2.If the material does raise such a hypothesis, the Tribunal must then ascertain whether there is in force an SoP determined by the Authority under s 196B(2) or (11). If no such SoP is in force, the hypothesis will be taken not to be reasonable and, in consequence, the application must fail.
3.If an SoP is in force, the Tribunal must then form the opinion whether the hypothesis raised is a reasonable one. It will do so if the hypothesis fits, that is to say, is consistent with the “template” to be found in the SoP. The hypothesis raised before it must thus contain one or more of the factors which the Authority has determined to be the minimum which must exist, and be related to the person’s service [as required by ss 196B(2)(d) and (e)]. If the hypothesis does contain these factors, it could neither be said to be contrary to proved or known scientific facts, nor otherwise fanciful. If the hypothesis fails to fit within the template, it will be deemed not to be ‘reasonable’ and the claim will fail.

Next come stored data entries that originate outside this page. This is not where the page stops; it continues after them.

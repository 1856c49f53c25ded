use std::sync::Arc;

use axum::{Json, extract::State, response::IntoResponse};

use crate::access::{AccessDecision, upsert_defaults};
use crate::auth::RequireIdentity;
use crate::server::AppState;
use crate::server::dto::{MessageResponse, RoleCheckRequest};
use crate::server::response::{ApiError, ApiResponse, StoreResultExt};
use crate::types::Capability;

/// Checks that the subject's role grants `capability` on `path`.
pub fn require_capability(
    state: &AppState,
    external_id: &str,
    path: &str,
    capability: Capability,
) -> Result<AccessDecision, ApiError> {
    let decision = state.access.check_access(Some(external_id), path)?;

    if !decision.allows(capability) {
        tracing::info!(
            "Denied {capability} on {path} for role {}",
            decision.role_name
        );
        return Err(ApiError::forbidden(format!(
            "{capability} access to {path} required"
        )));
    }
    Ok(decision)
}

pub async fn check_role_access(
    RequireIdentity(external_id): RequireIdentity,
    State(state): State<Arc<AppState>>,
    Json(req): Json<RoleCheckRequest>,
) -> impl IntoResponse {
    tracing::info!("Role check requested: path={}", req.path);

    let decision = state.access.check_access(Some(&external_id), &req.path)?;

    Ok::<_, ApiError>(Json(ApiResponse::success(decision)))
}

pub async fn init_access_rules(
    _identity: RequireIdentity,
    State(state): State<Arc<AppState>>,
) -> impl IntoResponse {
    let inserted =
        upsert_defaults(state.store.as_ref()).api_err("Failed to initialize access rules")?;

    Ok::<_, ApiError>(Json(ApiResponse::success(MessageResponse {
        message: format!("Default access rules initialized ({inserted} added)"),
    })))
}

4.The Tribunal must then proceed to consider under s 120(1) whether it is satisfied beyond reasonable doubt that the death was not war-caused, or in the case of a claim for incapacity, that the incapacity did not arise from a war-caused injury. If not so satisfied, the claim must succeed. If the Tribunal is so satisfied, the claim must fail. It is only at this stage of the process that the Tribunal will be required to find facts from the material before it. In so doing, no question of onus of proof or the application of any presumption will be involved.”
In considering whether the hypothesis is upheld by the SoP, it is noteworthy that paragraph 5 of SoP 27 of 1999 provides a list of factors which it states “must as a minimum exist before it can be said that a reasonable hypothesis has been raised connecting lumbar spondylosis, or death from lumbar spondylosis, with the circumstances of a person’s relevant service”. In the present case, the factor relied upon is 5(h) which provides “suffering a trauma to the lumbar spine before the clinical onset of lumbar spondylosis”. That is identical to factor 5(g) in SoP 165 of 1996 which had been considered by the AAT.
SoP 27 of 1999 provides a definition of “trauma to the lumbar spine” as follows:
“ ‘Trauma to the lumbar spine’ means a discrete injury to the lumbar spine that causes the development, within 24 hours of the injury being sustained, of acute symptoms and signs of pain and tenderness, and either altered mobility or range of movement of the lumbar spine. These acute symptoms and signs must last for a period of at least seven days following their onset save for where medical intervention for the trauma to the lumbar spine has occurred, where that medical intervention involves either:
(a)immobilisation of the lumbar spine by splinting, or similar external agent; or
(b)injection of corticosteroids or local anaesthetics into the lumbar spine; or
(c)surgery to the lumbar spine.”
The meaning of the words ‘acute symptoms and signs’ which appear in the definition in the later SoP and also in the earlier SoP, was dealt with in the decision relied upon by the Tribunal of the Federal Court in Harris v Repatriation Commission (2000) FCA 873. That was a decision of Finn J, where His Honour held as follows:
“In the present case the minimum factors the SoP identified that could relate lumbar spondylosis to operational service were the suffering of a trauma to the lumbar spine before the clinical onset of lumbar spondylosis which trauma was itself related to the service rendered by the person.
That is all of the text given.